Posts from janeiro, 2013

Velho jacaré

 

 

O mar estava para peixe, e para jacaré.

Maré baixa, água quentinha, vento gostoso e lindas ondas se formando, uma atrás da outra. Surfistas e outros tipos de prancheiros se esbaldavam lá longe.

Ignorando os apelos à sanidade feitos pela minha Penélope (que insistia em me lembrar do pulso esmigalhado anos atrás, no primeiro dia de férias… uma provação dos deuses!) levantei-me resoluto e qual Ulisses avancei mar adentro, levado pelo canto das sereias, sem ter a cautela de me amarrar ao mastro.

Devo confessar que professo a prática primitiva do velho e bom jacaré, precedente ao surfe e a todas as outras modalidades prancheiras.

O jacaré, para quem não sabe, consiste em pegar onda sem prancha ou outro intermediário, fazendo do próprio corpo o apetrecho deslizante.
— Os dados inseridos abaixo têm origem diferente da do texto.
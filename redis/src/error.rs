//! Mapping of Redis errors onto [`LogStoreError`].

use redis::RedisError;
use streamgate_core::LogStoreError;

/// Classify a failed Redis command.
pub(crate) fn classify(err: &RedisError) -> LogStoreError {
    classify_reply(err.code(), &err.to_string())
}

/// Classify by error code and rendered message.
///
/// Stream commands report missing keys through plain `ERR` replies, so the
/// message text has to be inspected as well as the code.
fn classify_reply(code: Option<&str>, message: &str) -> LogStoreError {
    if code == Some("BUSYGROUP") || message.contains("BUSYGROUP") {
        return LogStoreError::GroupExists(message.to_string());
    }
    if code == Some("NOGROUP") || message.contains("NOGROUP") {
        return LogStoreError::NotFound(message.to_string());
    }

    let lower = message.to_ascii_lowercase();
    if lower.contains("no such key") || lower.contains("requires the key to exist") {
        return LogStoreError::NotFound(message.to_string());
    }

    LogStoreError::Transport(message.to_string())
}

#[cfg(test)]
mod tests {
    use super::*;
    use redis::ErrorKind;

    #[test]
    fn busygroup_means_group_exists() {
        let err = classify_reply(
            Some("BUSYGROUP"),
            "BUSYGROUP: Consumer Group name already exists",
        );
        assert!(matches!(err, LogStoreError::GroupExists(_)));
    }

    #[test]
    fn nogroup_means_not_found() {
        let err = classify_reply(
            Some("NOGROUP"),
            "NOGROUP: No such key 'orders' or consumer group 'orders-group'",
        );
        assert!(err.is_not_found());
    }

    #[test]
    fn missing_stream_means_not_found() {
        let err = classify_reply(Some("ERR"), "An error was signalled by the server - ResponseError: no such key");
        assert!(err.is_not_found());

        let err = classify_reply(
            Some("ERR"),
            "ERR The XGROUP subcommand requires the key to exist",
        );
        assert!(err.is_not_found());
    }

    #[test]
    fn everything_else_is_transport() {
        let err = classify_reply(None, "Connection refused (os error 111)");
        assert_eq!(
            err,
            LogStoreError::Transport("Connection refused (os error 111)".to_string())
        );
    }

    #[test]
    fn classifies_real_redis_errors() {
        let err = RedisError::from((
            ErrorKind::ResponseError,
            "An error was signalled by the server",
            "no such key".to_string(),
        ));
        assert!(classify(&err).is_not_found());

        let err = RedisError::from((ErrorKind::IoError, "connection reset"));
        assert!(matches!(classify(&err), LogStoreError::Transport(_)));
    }
}
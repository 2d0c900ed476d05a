//! # Streamgate Core
//!
//! At-least-once message delivery over an append-only log store with native
//! consumer groups.
//!
//! The store keeps the data and the group bookkeeping; this crate decides how
//! to use it so that competing consumers share work, crashed consumers lose
//! nothing, and stalled consumers can be relieved of their messages.
//!
//! ## Core Concepts
//!
//! - **Stream**: append-only sequence of messages with increasing [`MessageId`]s
//! - **Group**: one consumer group per stream, named `{stream}{suffix}`
//! - **Consumer**: caller-chosen name; the store tracks what each one owns
//! - **Pending entry**: a message delivered to a consumer and not yet acknowledged
//! - **Claim**: moving a pending entry to another consumer
//!
//! ## Delivery Protocol
//!
//! - `consume` reads this consumer's unacknowledged history first, then new
//!   messages, one message per call
//! - `ack` removes a message from the pending list
//! - `reclaim_one` moves one stale message from another consumer to the caller
//! - `ensure_group` creates the group (and stream) once; later calls are no-ops
//!
//! ## Example
//!
//! ```ignore
//! use streamgate_core::{Gateway, GatewayConfig, StartId};
//! use streamgate_redis::RedisLogStore;
//!
//! let store = RedisLogStore::new("redis://127.0.0.1:6379").await?;
//! let gateway = Gateway::new(store, GatewayConfig::from_env()?)?;
//!
//! gateway.ensure_group("orders", StartId::Latest, false).await?;
//! gateway.produce("orders", b"order1", Some(10_000), true).await?;
//!
//! while let Some(message) = gateway.consume("orders", "worker-1", None).await? {
//!     handle(&message)?;
//!     gateway.ack("orders", &[message.id]).await?;
//! }
//! ```

pub mod config;
pub mod consume;
pub mod descriptor;
pub mod environment;
pub mod error;
pub mod gateway;
pub mod lifecycle;
pub mod message;
pub mod naming;
pub mod pending;
pub mod status;
pub mod store;

pub use config::{ConfigError, GatewayConfig};
pub use consume::MessageStream;
pub use descriptor::{
    ConsumerInfo, GroupInfo, PendingEntry, PendingSummary, QueueStatus, StreamInfo,
};
pub use environment::{Clock, SystemClock};
pub use error::{GatewayError, Result};
pub use gateway::Gateway;
pub use message::{Message, MessageId, PAYLOAD_FIELD, ParseMessageIdError};
pub use store::{LogStore, LogStoreError, PendingQuery, ReadCursor, StartId, Trim};
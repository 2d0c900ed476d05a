//! # Streamgate Testing
//!
//! Testing utilities for code built on the Streamgate gateway.
//!
//! This crate provides:
//! - [`InMemoryLogStore`]: a `LogStore` with full consumer-group semantics
//! - Deterministic clocks ([`FixedClock`], [`ManualClock`])
//! - Tracing setup for tests
//! - proptest strategies for stream and consumer names and payloads
//!
//! ## Example
//!
//! ```
//! use std::time::Duration;
//! use streamgate_core::{Gateway, StartId};
//! use streamgate_testing::{InMemoryLogStore, ManualClock, test_clock};
//!
//! # async fn example() -> Result<(), Box<dyn std::error::Error>> {
//! let clock = ManualClock::new(test_clock().now_utc());
//! let gateway = Gateway::with_defaults(InMemoryLogStore::with_clock(clock.clone()));
//!
//! gateway.ensure_group("orders", StartId::Latest, false).await?;
//! gateway.produce("orders", b"order1", None, true).await?;
//! gateway.consume("orders", "worker-1", None).await?;
//!
//! clock.advance(Duration::from_secs(60));
//! assert!(gateway.reclaim_one("orders", "worker-2", Duration::from_secs(30)).await?);
//! # Ok(())
//! # }
//! ```

mod log_store;

pub use log_store::{InMemoryLogStore, ReadCall};

use chrono::{DateTime, Utc};
use streamgate_core::environment::Clock;

/// Mock implementations of [`Clock`].
pub mod mocks {
    use super::{Clock, DateTime, Utc};
    use std::sync::{Arc, Mutex};
    use std::time::Duration;

    /// Fixed clock for deterministic tests
    ///
    /// Always returns the same time, making tests reproducible.
    ///
    /// # Example
    ///
    /// ```
    /// use streamgate_testing::mocks::FixedClock;
    /// use streamgate_core::environment::Clock;
    /// use chrono::Utc;
    ///
    /// let clock = FixedClock::new(Utc::now());
    /// let time1 = clock.now();
    /// let time2 = clock.now();
    /// assert_eq!(time1, time2); // Always the same!
    /// ```
    #[derive(Debug, Clone)]
    pub struct FixedClock {
        time: DateTime<Utc>,
    }

    impl FixedClock {
        /// Create a new fixed clock with the given time
        #[must_use]
        pub const fn new(time: DateTime<Utc>) -> Self {
            Self { time }
        }

        /// The time this clock reports.
        #[must_use]
        pub const fn now_utc(&self) -> DateTime<Utc> {
            self.time
        }
    }

    impl Clock for FixedClock {
        fn now(&self) -> DateTime<Utc> {
            self.time
        }
    }

    /// Clock that only moves when told to.
    ///
    /// Clones share the same time, so a test can keep one handle and give
    /// another to a store.
    ///
    /// # Example
    ///
    /// ```
    /// use std::time::Duration;
    /// use streamgate_testing::mocks::ManualClock;
    /// use streamgate_core::environment::Clock;
    /// use chrono::Utc;
    ///
    /// let clock = ManualClock::new(Utc::now());
    /// let before = clock.now_millis();
    /// clock.advance(Duration::from_millis(250));
    /// assert_eq!(clock.now_millis(), before + 250);
    /// ```
    #[derive(Debug, Clone)]
    pub struct ManualClock {
        time: Arc<Mutex<DateTime<Utc>>>,
    }

    impl ManualClock {
        /// Create a clock stopped at `time`.
        #[must_use]
        pub fn new(time: DateTime<Utc>) -> Self {
            Self {
                time: Arc::new(Mutex::new(time)),
            }
        }

        /// Move the clock forward.
        ///
        /// # Panics
        ///
        /// Panics if `by` does not fit a `chrono` duration or the lock is
        /// poisoned.
        #[allow(clippy::expect_used)]
        pub fn advance(&self, by: Duration) {
            let by = chrono::Duration::from_std(by).expect("advance fits a chrono duration");
            *self.time.lock().expect("clock lock poisoned") += by;
        }

        /// Jump to `time`, which may lie in the past.
        ///
        /// # Panics
        ///
        /// Panics if the lock is poisoned.
        #[allow(clippy::expect_used)]
        pub fn set(&self, time: DateTime<Utc>) {
            *self.time.lock().expect("clock lock poisoned") = time;
        }
    }

    impl Clock for ManualClock {
        #[allow(clippy::expect_used)]
        fn now(&self) -> DateTime<Utc> {
            *self.time.lock().expect("clock lock poisoned")
        }
    }

    /// Create a default fixed clock for tests (2023-11-14 22:13:20 UTC,
    /// epoch millis `1700000000000`)
    ///
    /// # Panics
    ///
    /// This function will panic if the hardcoded timestamp is out of range,
    /// which should never happen in practice.
    #[must_use]
    #[allow(clippy::expect_used)]
    pub fn test_clock() -> FixedClock {
        FixedClock::new(
            DateTime::from_timestamp_millis(1_700_000_000_000)
                .expect("hardcoded timestamp should always be in range"),
        )
    }
}

/// Test helpers and utilities.
pub mod helpers {
    /// Initialize test logging; safe to call from every test.
    ///
    /// Honors `RUST_LOG` and defaults to `streamgate=debug`. Output goes
    /// through the test writer, so it only shows for failing tests.
    ///
    /// # Panics
    ///
    /// Panics if the built-in directive fails to parse, which should never
    /// happen in practice.
    #[allow(clippy::expect_used)]
    pub fn init_test_tracing() {
        use tracing_subscriber::{EnvFilter, fmt};

        let _ = fmt()
            .with_env_filter(
                EnvFilter::from_default_env()
                    .add_directive("streamgate_core=debug".parse().expect("valid directive")),
            )
            .with_test_writer()
            .try_init();
    }
}

/// Property-based testing utilities using proptest.
pub mod properties {
    use proptest::prelude::*;

    /// Stream names: short, lowercase, optionally namespaced with `:`.
    pub fn stream_name() -> impl Strategy<Value = String> {
        "[a-z]{1,8}(:[a-z0-9]{1,6})?"
    }

    /// Consumer names like `worker-3`.
    pub fn consumer_name() -> impl Strategy<Value = String> {
        (0_u8..16).prop_map(|n| format!("worker-{n}"))
    }

    /// Arbitrary binary payloads, including empty ones.
    pub fn payload() -> impl Strategy<Value = Vec<u8>> {
        proptest::collection::vec(any::<u8>(), 0..64)
    }

    /// Clock moves between appends in milliseconds; negative values move the
    /// clock backwards.
    pub fn clock_steps() -> impl Strategy<Value = Vec<i64>> {
        proptest::collection::vec(-50_i64..50, 1..40)
    }
}

// Re-export commonly used items
pub use helpers::init_test_tracing;
pub use mocks::{FixedClock, ManualClock, test_clock};

#[cfg(test)]
mod tests {
    use super::*;
    use std::time::Duration;

    #[test]
    fn test_fixed_clock() {
        let clock = test_clock();
        let time1 = clock.now();
        let time2 = clock.now();
        assert_eq!(time1, time2);
        assert_eq!(clock.now_millis(), 1_700_000_000_000);
    }

    #[test]
    fn manual_clock_clones_share_time() {
        let clock = ManualClock::new(test_clock().now_utc());
        let handle = clock.clone();

        handle.advance(Duration::from_secs(2));
        assert_eq!(clock.now_millis(), 1_700_000_002_000);

        handle.set(test_clock().now_utc());
        assert_eq!(clock.now_millis(), 1_700_000_000_000);
    }
}
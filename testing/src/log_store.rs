//! In-memory log store for gateway tests.
//!
//! [`InMemoryLogStore`] implements [`LogStore`] with the same consumer-group
//! bookkeeping Redis keeps: a last-delivered id per group, a pending entries
//! list with owner, delivery time and delivery count, and the consumers each
//! group has seen. Idle times are computed from an injected [`Clock`], so
//! reclaim scenarios run without sleeping.
//!
//! Differences from Redis worth knowing in tests:
//! - group reads never block; the requested block time is recorded in
//!   [`InMemoryLogStore::reads`] instead
//! - approximate trimming trims exactly
//! - radix tree statistics are rough estimates
//!
//! Failures can be injected with [`InMemoryLogStore::fail_next`].

#![allow(clippy::unwrap_used)] // Test infrastructure uses unwrap for simplicity
#![allow(clippy::missing_panics_doc)] // Panics only on a poisoned lock

use std::collections::{BTreeMap, HashMap, VecDeque};
use std::sync::{Arc, Mutex, MutexGuard};
use std::time::Duration;
use streamgate_core::environment::{Clock, SystemClock};
use streamgate_core::{
    ConsumerInfo, GroupInfo, LogStore, LogStoreError, Message, MessageId, PendingEntry,
    PendingQuery, ReadCursor, StartId, StreamInfo, Trim,
};

/// One recorded `read_group` call.
#[derive(Clone, Debug, PartialEq, Eq)]
pub struct ReadCall {
    /// Stream read from.
    pub stream: String,
    /// Group read through.
    pub group: String,
    /// Consumer reading.
    pub consumer: String,
    /// Cursor used.
    pub cursor: ReadCursor,
    /// Requested message count.
    pub count: usize,
    /// Requested block time.
    pub block: Duration,
}

/// In-memory [`LogStore`] with Redis consumer-group semantics.
///
/// Clones share state, so a test can keep a handle for inspection after
/// moving the store into a gateway.
///
/// # Example
///
/// ```
/// use streamgate_core::{Gateway, StartId};
/// use streamgate_testing::InMemoryLogStore;
///
/// # async fn example() -> Result<(), Box<dyn std::error::Error>> {
/// let store = InMemoryLogStore::new();
/// let gateway = Gateway::with_defaults(store.clone());
///
/// gateway.ensure_group("orders", StartId::Latest, false).await?;
/// gateway.produce("orders", b"order1", None, true).await?;
///
/// assert_eq!(store.stream_len("orders"), Some(1));
/// # Ok(())
/// # }
/// ```
#[derive(Clone)]
pub struct InMemoryLogStore {
    state: Arc<Mutex<State>>,
    clock: Arc<dyn Clock>,
}

#[derive(Default)]
struct State {
    streams: BTreeMap<String, StreamState>,
    values: HashMap<String, Value>,
    failures: VecDeque<LogStoreError>,
    commands: Vec<&'static str>,
    reads: Vec<ReadCall>,
    closed: bool,
}

struct StreamState {
    entries: BTreeMap<MessageId, BTreeMap<String, Vec<u8>>>,
    last_id: MessageId,
    groups: BTreeMap<String, GroupState>,
}

struct GroupState {
    last_delivered: MessageId,
    pending: BTreeMap<MessageId, PendingState>,
    /// Consumer name to the last time it was seen, in epoch millis.
    consumers: BTreeMap<String, u64>,
}

struct PendingState {
    consumer: String,
    delivered_at: u64,
    deliveries: u64,
}

struct Value {
    data: Vec<u8>,
    expires_at: Option<u64>,
}

impl StreamState {
    const fn new() -> Self {
        Self {
            entries: BTreeMap::new(),
            last_id: MessageId::MIN,
            groups: BTreeMap::new(),
        }
    }

    fn message(&self, id: MessageId) -> Option<Message> {
        self.entries
            .get(&id)
            .map(|fields| Message::new(id, fields.clone()))
    }
}

impl GroupState {
    fn owned_by(&self, consumer: &str) -> usize {
        self.pending
            .values()
            .filter(|entry| entry.consumer == consumer)
            .count()
    }
}

impl Value {
    fn is_live(&self, now: u64) -> bool {
        self.expires_at.is_none_or(|expires_at| now < expires_at)
    }
}

fn elapsed(now: u64, since: u64) -> Duration {
    Duration::from_millis(now.saturating_sub(since))
}

fn millis(duration: Duration) -> u64 {
    u64::try_from(duration.as_millis()).unwrap_or(u64::MAX)
}

fn no_such_key() -> LogStoreError {
    LogStoreError::NotFound("ERR no such key".to_string())
}

fn no_group(stream: &str, group: &str, command: &str) -> LogStoreError {
    LogStoreError::NotFound(format!(
        "NOGROUP No such key '{stream}' or consumer group '{group}' in {command}"
    ))
}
Exige prática e habilidade, mas só não desapareceu ainda porque na tenra idade as crianças, intuitivamente, começam por ele. Logo o abandonam, porém, assim que têm acesso aos aparatos cada vez mais tecnológicos, de vário feitio. De modo que não chegam a alcançar o grau de excelência no jacaré.

É vero que fiquei aquém mar dos surfistas e companhia, com água à altura do peito, um pouco mais ao fundo do que a molecadinha do bodyboard iniciante.

Estudei o vento, a formação das ondas, a correnteza e outras variáveis. Para pegar um jacaré magistral, não se pode afobar, entrar antes do momento exato na onda, no preciso instante em que ela cresce e se precipita.

Veio afinal a onda perfeita, bracejei, incorporei-me a ela e deslizei intrépida e velozmente até chegar ao rés da praia, enquanto a molecadinha afoita do bodyboard ia ficando pelo caminho.

Quando me erguia triunfante, dois meninos vieram até mim com suas pranchas para me reverenciar:

— Tio, como é que você faz isso?

Cinquenta anos de praia, respondi-lhes magnânimo, enquanto tratava de cair fora para manter a minha fama de mau.